The method we are interested in is the `Get` method in the
`org.freedesktop.DBus.Properties` interface. This method requires two string
arguments, the first one is the _interface_ carrying the property we want to
read. The second argument is the _name_ _of the property_ we want to access.

```
$ dbus-send --system --print-reply --dest=net.openvpn.v3.configuration         \
            /net/openvpn/v3/configuration/2e356d14x6d51x4d16xbaf3x3d758626fc82 \
            org.freedesktop.DBus.Properties.Get                                \
            string:'net.openvpn.v3.configuration' string:'name'
method return sender=:1.2920 -> dest=:1.3560 reply_serial=2
   variant       string "Test config"
$
```

The arguments we send to the `Get` method needs to be typed, so `dbus-send`
have its own syntax to handle that from the command line.

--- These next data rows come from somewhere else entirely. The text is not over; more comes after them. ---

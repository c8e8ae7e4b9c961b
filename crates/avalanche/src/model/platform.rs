//! P-chain blocks and transactions.

use serde::{Deserialize, Serialize};

use serac_core::{BlockHeight, ChainId, Id32, TxId, UnixTime};

use super::{Owners, PackedUtxo, TransferableInput, TransferableOutput};

#[derive(Debug, Clone, PartialEq, Serialize, Deserialize)]
pub struct PBlock {
    pub height: BlockHeight,
    pub timestamp: UnixTime,
    pub block_id: Id32,
    pub txs: Vec<PTransaction>,
    /// Reward UTXOs packed into the block payload by the fetcher, present
    /// only when the block carries reward txs.
    #[serde(skip)]
    pub reward_utxos: Vec<PackedUtxo>,
}

/// Fields common to every value-moving P-chain tx.
#[derive(Debug, Clone, PartialEq, Serialize, Deserialize)]
pub struct PBaseFields {
    pub tx_id: TxId,
    pub outs: Vec<TransferableOutput>,
    pub ins: Vec<TransferableInput>,
    pub memo: Vec<u8>,
}

#[derive(Debug, Clone, Copy, PartialEq, Eq, Serialize, Deserialize)]
#[serde(rename_all = "snake_case")]
pub enum StakeKind {
    Validator,
    PermissionlessValidator,
    Delegator,
    PermissionlessDelegator,
}

impl StakeKind {
    pub fn is_validator(&self) -> bool {
        matches!(self, StakeKind::Validator | StakeKind::PermissionlessValidator)
    }
}

/// The subnet-management family. All of these move only base outs/ins from
/// the UTXO engine's point of view; the subnet indexers consume the details.
#[derive(Debug, Clone, PartialEq, Serialize, Deserialize)]
#[serde(tag = "type", rename_all = "snake_case")]
pub enum SubnetAction {
    AddSubnetValidator {
        subnet_id: Id32,
        node_id: String,
        start_time: UnixTime,
        end_time: UnixTime,
        weight: u64,
    },
    RemoveSubnetValidator {
        subnet_id: Id32,
        node_id: String,
    },
    TransformSubnet {
        subnet_id: Id32,
    },
    TransferSubnetOwnership {
        subnet_id: Id32,
        owners: Owners,
    },
    ConvertSubnetToL1 {
        subnet_id: Id32,
        manager_chain_id: ChainId,
        manager_address: Vec<u8>,
    },
    RegisterSubnetValidator {
        subnet_id: Id32,
        node_id: String,
        weight: u64,
        balance: u64,
    },
    SetL1ValidatorWeight {
        validation_id: Id32,
        weight: u64,
    },
    DisableL1Validator {
        validation_id: Id32,
    },
    IncreaseL1ValidatorBalance {
        validation_id: Id32,
        balance: u64,
    },
}

impl SubnetAction {
    pub fn subnet_id(&self) -> Option<Id32> {
        match self {
            SubnetAction::AddSubnetValidator { subnet_id, .. }
            | SubnetAction::RemoveSubnetValidator { subnet_id, .. }
            | SubnetAction::TransformSubnet { subnet_id }
            | SubnetAction::TransferSubnetOwnership { subnet_id, .. }
            | SubnetAction::ConvertSubnetToL1 { subnet_id, .. }
            | SubnetAction::RegisterSubnetValidator { subnet_id, .. } => Some(*subnet_id),
            _ => None,
        }
    }
}

#[derive(Debug, Clone, PartialEq, Serialize, Deserialize)]
#[serde(tag = "type", rename_all = "snake_case")]
pub enum PTransaction {
    Base {
        base: PBaseFields,
    },
    Stake {
        base: PBaseFields,
        kind: StakeKind,
        node_id: String,
        /// Indexed offset by `|outs|`
        stake_outs: Vec<TransferableOutput>,
        start_time: UnixTime,
        end_time: UnixTime,
        reward_owner: Owners,
        /// Primary network when absent
        subnet_id: Option<Id32>,
    },
    SubnetAction {
        base: PBaseFields,
        action: SubnetAction,
    },
    CreateSubnet {
        base: PBaseFields,
        owners: Owners,
    },
    CreateChain {
        base: PBaseFields,
        subnet_id: Id32,
        name: String,
        vm_id: Id32,
    },
    Import {
        base: PBaseFields,
        source_chain: ChainId,
        imported_ins: Vec<TransferableInput>,
    },
    Export {
        base: PBaseFields,
        destination_chain: ChainId,
        exported_outs: Vec<TransferableOutput>,
    },
    RewardValidator {
        tx_id: TxId,
        staking_tx_id: TxId,
    },
}

impl PTransaction {
    pub fn base(&self) -> Option<&PBaseFields> {
        match self {
            PTransaction::Base { base }
            | PTransaction::Stake { base, .. }
            | PTransaction::SubnetAction { base, .. }
            | PTransaction::CreateSubnet { base, .. }
            | PTransaction::CreateChain { base, .. }
            | PTransaction::Import { base, .. }
            | PTransaction::Export { base, .. } => Some(base),
            PTransaction::RewardValidator { .. } => None,
        }
    }

    pub fn tx_id(&self) -> TxId {
        match self {
            PTransaction::RewardValidator { tx_id, .. } => *tx_id,
            other => other.base().map(|b| b.tx_id).unwrap_or_default(),
        }
    }
}
//! Forever-cache for immutable RPC responses. Entries never expire and are
//! never invalidated; the cached data is immutable chain history.

use std::path::Path;
use std::sync::Arc;

use fjall::{Database, Keyspace, PersistMode};

use serac_core::StoreError;

use crate::{open_database, open_keyspace, Error};

#[derive(Clone)]
pub struct RpcCache {
    db: Arc<Database>,
    cache: Keyspace,
}

impl RpcCache {
    pub fn open(path: impl AsRef<Path>, cache_mb: Option<usize>) -> Result<Self, Error> {
        let db = Arc::new(open_database(path.as_ref(), cache_mb)?);
        let cache = open_keyspace(&db, "cache")?;

        Ok(Self { db, cache })
    }
}

impl serac_core::RpcCache for RpcCache {
    fn get(&self, key: &str) -> Result<Option<Vec<u8>>, StoreError> {
        let value = self
            .cache
            .get(key.as_bytes())
            .map_err(Error::from)?
            .map(|v| v.as_ref().to_vec());

        Ok(value)
    }

    fn put(&self, key: &str, value: &[u8]) -> Result<(), StoreError> {
        let mut batch = self.db.batch();
        batch.insert(&self.cache, key.as_bytes(), value);

        // cached responses can be refetched; buffered durability is enough
        let batch = batch.durability(Some(PersistMode::Buffer));
        batch.commit().map_err(|e| Error::Fjall(e).into())
    }
}

#[cfg(test)]
mod tests {
    use super::*;
    use serac_core::RpcCache as _;

    #[test]
    fn put_then_get() {
        let dir = tempfile::tempdir().unwrap();
        let cache = RpcCache::open(dir.path().join("rpc_cache"), None).unwrap();

        assert_eq!(cache.get("reward:abc").unwrap(), None);

        cache.put("reward:abc", b"payload").unwrap();
        assert_eq!(cache.get("reward:abc").unwrap(), Some(b"payload".to_vec()));

        cache.put("atomic:source:xyz", b"coords").unwrap();
        assert_eq!(
            cache.get("atomic:source:xyz").unwrap(),
            Some(b"coords".to_vec())
        );
    }
}
//! Tempdir-backed stores with the production layout.

use tempfile::TempDir;

use serac_core::ChainTag;

pub struct TempStores {
    // dropped last; removing the directory under live stores is an error
    _dir: TempDir,
    pub p_blocks: serac_fjall::BlockStore,
    pub x_blocks: serac_fjall::BlockStore,
    pub c_blocks: serac_fjall::BlockStore,
    pub utxos: serac_fjall::UtxoStore,
    pub bucket: serac_fjall::Bucket,
    pub cache: serac_fjall::RpcCache,
}

impl TempStores {
    pub fn open() -> Self {
        let dir = tempfile::tempdir().expect("tempdir");
        let root = dir.path();

        let blocks = |chain: ChainTag| {
            serac_fjall::BlockStore::open(root.join("blocks").join(chain.dir_name()), None)
                .expect("block store")
        };

        Self {
            p_blocks: blocks(ChainTag::Platform),
            x_blocks: blocks(ChainTag::Exchange),
            c_blocks: blocks(ChainTag::Contract),
            utxos: serac_fjall::UtxoStore::open(root.join("utxos"), None).expect("utxo store"),
            bucket: serac_fjall::Bucket::open(root.join("bucket"), None).expect("bucket"),
            cache: serac_fjall::RpcCache::open(root.join("rpc_cache"), None).expect("cache"),
            _dir: dir,
        }
    }
}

Other programming
languages have their own ways of handling types. Python will for example
mostly do that automatically for you.

And just for reference, using `gdbus` and `qdbus` to do achieve the same. As
you can see by these examples, the arguments are considered to be strings by
default using these tools.

```
$ gdbus call --system --dest net.openvpn.v3.configuration \
             --object-path /net/openvpn/v3/configuration/2e356d14x6d51x4d16xbaf3x3d758626fc82 \
             --method org.freedesktop.DBus.Properties.Get net.openvpn.v3.configuration name
(<'Test config'>,)
$ qdbus --system net.openvpn.v3.configuration \
                 /net/openvpn/v3/configuration/23165540x6646x42bexb530x464bb8e2df67 \
                 org.freedesktop.DBus.Properties.Get "net.openvpn.v3.configuration" name
Test config
$
```

Conclusion
----------

To access a D-Bus object, you need to:

*   Connect to the proper bus (system or session)
*   Know which destination service you are targeting
*   Know which object you want to work with
*   Know which interface within that particular object you want to access

With these four areas covered, you have direct access to all the available
methods and properties inside any object on the D-Bus.

### Challenges

1.  Implement retrieving an object property using Python or another language
with D-Bus bindings available
2.  Try changing the `name` property of the configuration profile object.
    *   What happens? Try to do introspection on both the main configuration
        manager object and this specific configuration profile object.